//! Custom-word rewriting of release names
//!
//! Words are applied in id order before a name is parsed. Each word either
//! removes text, substitutes text, or shifts the episode numbers found
//! between two anchors.

use anyhow::Result;
use once_cell::sync::Lazy;
use parking_lot::RwLock;
use regex::Regex;
use serde::Serialize;
use tracing::{debug, warn};

use crate::db::custom_words::ANY_SEASON;
use crate::db::{CustomWordRecord, Database, WordKind};

static DIGITS: Lazy<Regex> = Lazy::new(|| Regex::new(r"\d+").expect("valid regex"));

/// Result of rewriting one name
#[derive(Debug, Clone, Default, PartialEq, Eq, Serialize)]
pub struct WordsOutcome {
    pub title: String,
    pub ignored: Vec<String>,
    pub replaced: Vec<String>,
    pub offset: Vec<String>,
}

struct CompiledWord {
    kind: WordKind,
    season: i64,
    pattern: Option<Regex>,
    replace: String,
    front: Option<Regex>,
    back: Option<Regex>,
    offset: String,
    record: CustomWordRecord,
}

fn compile(pattern: &str, regex: bool) -> Result<Option<Regex>, regex::Error> {
    if pattern.is_empty() {
        return Ok(None);
    }
    let source = if regex {
        pattern.to_string()
    } else {
        regex::escape(pattern)
    };
    Regex::new(&source).map(Some)
}

impl CompiledWord {
    fn new(record: CustomWordRecord) -> Option<Self> {
        let kind = record.word_kind()?;
        let build = || -> Result<Self, regex::Error> {
            Ok(Self {
                kind,
                season: record.season,
                pattern: compile(&record.replaced, record.regex)?,
                replace: record.replace.clone(),
                front: compile(&record.front, record.regex)?,
                back: compile(&record.back, record.regex)?,
                offset: record.offset.clone(),
                record: record.clone(),
            })
        };
        match build() {
            Ok(word) => Some(word),
            Err(e) => {
                warn!(word_id = record.id, error = %e, "Skipping custom word with invalid pattern");
                None
            }
        }
    }

    fn applies_to(&self, season: Option<i64>) -> bool {
        if self.season < 0 || self.season == ANY_SEASON {
            return true;
        }
        season == Some(self.season)
    }
}

/// Cached enabled words
#[derive(Default)]
pub struct WordsEngine {
    words: RwLock<Vec<CompiledWord>>,
}

impl WordsEngine {
    pub fn new() -> Self {
        Self::default()
    }

    /// Engine over a fixed word list
    pub fn with_words(records: Vec<CustomWordRecord>) -> Self {
        let engine = Self::new();
        engine.set_words(records);
        engine
    }

    fn set_words(&self, records: Vec<CustomWordRecord>) -> usize {
        let compiled: Vec<CompiledWord> = records.into_iter().filter_map(CompiledWord::new).collect();
        let count = compiled.len();
        *self.words.write() = compiled;
        count
    }

    /// Reload every enabled word from the database
    pub async fn reload(&self, db: &Database) -> Result<usize> {
        let records = db.custom_words().list_enabled().await?;
        let count = self.set_words(records);
        debug!(count, "Custom words loaded");
        Ok(count)
    }

    /// Rewrite `title` with every word that applies to `season`
    pub fn process(&self, title: &str, season: Option<i64>) -> WordsOutcome {
        let mut outcome = WordsOutcome {
            title: title.to_string(),
            ..Default::default()
        };

        for word in self.words.read().iter().filter(|w| w.applies_to(season)) {
            match word.kind {
                WordKind::Block => {
                    if let Some(pattern) = &word.pattern
                        && pattern.is_match(&outcome.title)
                    {
                        outcome.title = pattern.replace_all(&outcome.title, "").into_owned();
                        outcome.ignored.push(word.record.replaced.clone());
                    }
                }
                WordKind::Replace => {
                    if let Some(pattern) = &word.pattern
                        && pattern.is_match(&outcome.title)
                    {
                        outcome.title = pattern
                            .replace_all(&outcome.title, word.replace.as_str())
                            .into_owned();
                        outcome
                            .replaced
                            .push(format!("{}@{}", word.record.replaced, word.replace));
                    }
                }
                WordKind::ReplaceOffset => {
                    let Some(pattern) = &word.pattern else { continue };
                    if !pattern.is_match(&outcome.title) {
                        continue;
                    }
                    outcome.title = pattern
                        .replace_all(&outcome.title, word.replace.as_str())
                        .into_owned();
                    outcome
                        .replaced
                        .push(format!("{}@{}", word.record.replaced, word.replace));
                    if let Some(shifted) = apply_offset(&outcome.title, word) {
                        outcome.title = shifted;
                        outcome.offset.push(offset_label(word));
                    }
                }
                WordKind::Offset => {
                    if let Some(shifted) = apply_offset(&outcome.title, word) {
                        outcome.title = shifted;
                        outcome.offset.push(offset_label(word));
                    }
                }
            }
        }

        outcome.title = outcome.title.trim().to_string();
        outcome
    }

    pub fn len(&self) -> usize {
        self.words.read().len()
    }

    pub fn is_empty(&self) -> bool {
        self.words.read().is_empty()
    }
}

fn offset_label(word: &CompiledWord) -> String {
    format!("{}@{}@{}", word.record.front, word.record.back, word.offset)
}

/// Shift the digit runs between the first FRONT match and the last BACK match.
/// `None` when an anchor is missing or nothing changed.
fn apply_offset(title: &str, word: &CompiledWord) -> Option<String> {
    if word.front.is_none() && word.back.is_none() {
        return None;
    }

    let start = match &word.front {
        Some(front) => front.find(title)?.end(),
        None => 0,
    };
    let end = match &word.back {
        Some(back) => back.find_iter(title).last()?.start(),
        None => title.len(),
    };
    if start > end {
        return None;
    }

    let region = &title[start..end];
    let mut failed = false;
    let shifted = DIGITS.replace_all(region, |caps: &regex::Captures| {
        let digits = &caps[0];
        let Ok(ep) = digits.parse::<i64>() else {
            failed = true;
            return digits.to_string();
        };
        match eval_offset(&word.offset, ep) {
            Some(value) if value >= 0 => format!("{:0width$}", value, width = digits.len()),
            _ => {
                failed = true;
                digits.to_string()
            }
        }
    });
    if failed || shifted == region {
        return None;
    }
    Some(format!("{}{}{}", &title[..start], shifted, &title[end..]))
}

/// An offset expression is `EP` combined with integers and `+ - * /`
pub fn validate_offset(expr: &str) -> bool {
    let compact: String = expr.chars().filter(|c| !c.is_whitespace()).collect();
    if !compact.contains("EP") {
        return false;
    }
    compact
        .replace("EP", "")
        .chars()
        .all(|c| c.is_ascii_digit() || "+-*/".contains(c))
}

#[derive(Debug, Clone, Copy, PartialEq)]
enum Token {
    Num(f64),
    Op(char),
}

fn tokenize(expr: &str, ep: i64) -> Option<Vec<Token>> {
    let compact: String = expr.chars().filter(|c| !c.is_whitespace()).collect();
    let compact = compact.replace("EP", &format!("({})", ep));
    let mut tokens = Vec::new();
    let mut chars = compact.chars().peekable();
    while let Some(&c) = chars.peek() {
        if c.is_ascii_digit() {
            let mut n = 0f64;
            while let Some(d) = chars.peek().and_then(|c| c.to_digit(10)) {
                n = n * 10.0 + d as f64;
                chars.next();
            }
            tokens.push(Token::Num(n));
        } else if "+-*/()".contains(c) {
            tokens.push(Token::Op(c));
            chars.next();
        } else {
            return None;
        }
    }
    Some(tokens)
}

struct Parser {
    tokens: Vec<Token>,
    pos: usize,
}

impl Parser {
    fn peek(&self) -> Option<Token> {
        self.tokens.get(self.pos).copied()
    }

    fn expr(&mut self) -> Option<f64> {
        let mut value = self.term()?;
        while let Some(Token::Op(op @ ('+' | '-'))) = self.peek() {
            self.pos += 1;
            let rhs = self.term()?;
            value = if op == '+' { value + rhs } else { value - rhs };
        }
        Some(value)
    }

    fn term(&mut self) -> Option<f64> {
        let mut value = self.factor()?;
        while let Some(Token::Op(op @ ('*' | '/'))) = self.peek() {
            self.pos += 1;
            let rhs = self.factor()?;
            value = if op == '*' {
                value * rhs
            } else if rhs == 0.0 {
                return None;
            } else {
                value / rhs
            };
        }
        Some(value)
    }

    fn factor(&mut self) -> Option<f64> {
        match self.peek()? {
            Token::Num(n) => {
                self.pos += 1;
                Some(n)
            }
            Token::Op('-') => {
                self.pos += 1;
                self.factor().map(|v| -v)
            }
            Token::Op('(') => {
                self.pos += 1;
                let value = self.expr()?;
                (self.peek()? == Token::Op(')')).then_some(())?;
                self.pos += 1;
                Some(value)
            }
            Token::Op(_) => None,
        }
    }
}

/// Evaluate an offset expression for episode `ep`, truncated toward zero
pub fn eval_offset(expr: &str, ep: i64) -> Option<i64> {
    if !validate_offset(expr) {
        return None;
    }
    let mut parser = Parser {
        tokens: tokenize(expr, ep)?,
        pos: 0,
    };
    let value = parser.expr()?;
    if parser.pos != parser.tokens.len() || !value.is_finite() {
        return None;
    }
    Some(value.trunc() as i64)
}

#[cfg(test)]
mod tests {
    use super::*;
    use crate::db::custom_words::GENERAL_GROUP_ID;
    use pretty_assertions::assert_eq;

    fn word(id: i64, kind: WordKind, replaced: &str, replace: &str, front: &str, back: &str, offset: &str) -> CustomWordRecord {
        CustomWordRecord {
            id,
            replaced: replaced.to_string(),
            replace: replace.to_string(),
            front: front.to_string(),
            back: back.to_string(),
            offset: offset.to_string(),
            kind: kind.code(),
            group_id: GENERAL_GROUP_ID,
            season: ANY_SEASON,
            enabled: true,
            regex: true,
            help: String::new(),
            note: String::new(),
        }
    }

    #[test]
    fn test_block_and_replace() {
        let engine = WordsEngine::with_words(vec![
            word(1, WordKind::Block, r"\[?WEB-?DL\]?", "", "", "", ""),
            word(2, WordKind::Replace, "Shingeki no Kyojin", "Attack on Titan", "", "", ""),
        ]);
        let outcome = engine.process("Shingeki no Kyojin S04E01 [WEB-DL] 1080p", None);
        assert_eq!(outcome.title, "Attack on Titan S04E01  1080p");
        assert_eq!(outcome.ignored, vec![r"\[?WEB-?DL\]?"]);
        assert_eq!(outcome.replaced, vec!["Shingeki no Kyojin@Attack on Titan"]);
    }

    #[test]
    fn test_literal_word_is_escaped() {
        let mut w = word(1, WordKind::Block, "[HD]", "", "", "", "");
        w.regex = false;
        let engine = WordsEngine::with_words(vec![w]);
        assert_eq!(engine.process("Movie H [HD] 2020", None).title, "Movie H  2020");
    }

    #[test]
    fn test_offset_keeps_padding() {
        let engine = WordsEngine::with_words(vec![word(1, WordKind::Offset, "", "", r"\[", r"\]", "EP-12")]);
        let outcome = engine.process("[Group] Show [13][1080p]", None);
        assert_eq!(outcome.title, "[Group] Show [01][1080p]");
        assert_eq!(outcome.offset, vec![r"\[@\]@EP-12"]);
    }

    #[test]
    fn test_offset_requires_both_anchors() {
        let engine = WordsEngine::with_words(vec![word(1, WordKind::Offset, "", "", "Show ", " END", "EP+1")]);
        let outcome = engine.process("Show 05 1080p", None);
        assert_eq!(outcome.title, "Show 05 1080p");
        assert!(outcome.offset.is_empty());
    }

    #[test]
    fn test_replace_then_offset() {
        let engine = WordsEngine::with_words(vec![word(
            1,
            WordKind::ReplaceOffset,
            "Part2",
            "S01",
            "E",
            " ",
            "EP+12",
        )]);
        assert_eq!(engine.process("Show Part2 E03 720p", None).title, "Show S01 E15 720p");
    }

    #[test]
    fn test_season_scoped_word() {
        let mut w = word(1, WordKind::Replace, "Show", "Other", "", "", "");
        w.season = 2;
        let engine = WordsEngine::with_words(vec![w]);
        assert_eq!(engine.process("Show E01", Some(1)).title, "Show E01");
        assert_eq!(engine.process("Show E01", Some(2)).title, "Other E01");
        assert_eq!(engine.process("Show E01", None).title, "Show E01");
    }

    #[test]
    fn test_invalid_regex_is_skipped() {
        let engine = WordsEngine::with_words(vec![
            word(1, WordKind::Block, "(unclosed", "", "", "", ""),
            word(2, WordKind::Block, "x264", "", "", "", ""),
        ]);
        assert_eq!(engine.len(), 1);
        assert_eq!(engine.process("Film x264", None).title, "Film");
    }

    #[test]
    fn test_eval_offset_precedence() {
        assert_eq!(eval_offset("EP*2-1", 5), Some(9));
        assert_eq!(eval_offset("EP-1*2", 5), Some(3));
        assert_eq!(eval_offset("EP/2", 5), Some(2));
        assert_eq!(eval_offset("EP / 0", 5), None);
        assert_eq!(eval_offset("12", 5), None);
    }

    #[test]
    fn test_validate_offset() {
        assert!(validate_offset("EP+1"));
        assert!(validate_offset("EP * 2 - 24"));
        assert!(!validate_offset("EP+x"));
        assert!(!validate_offset("1+2"));
    }
}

──────

What to work on: Find how many lines in the listing contain the word "while" and give that count alone.

Exercise result: 4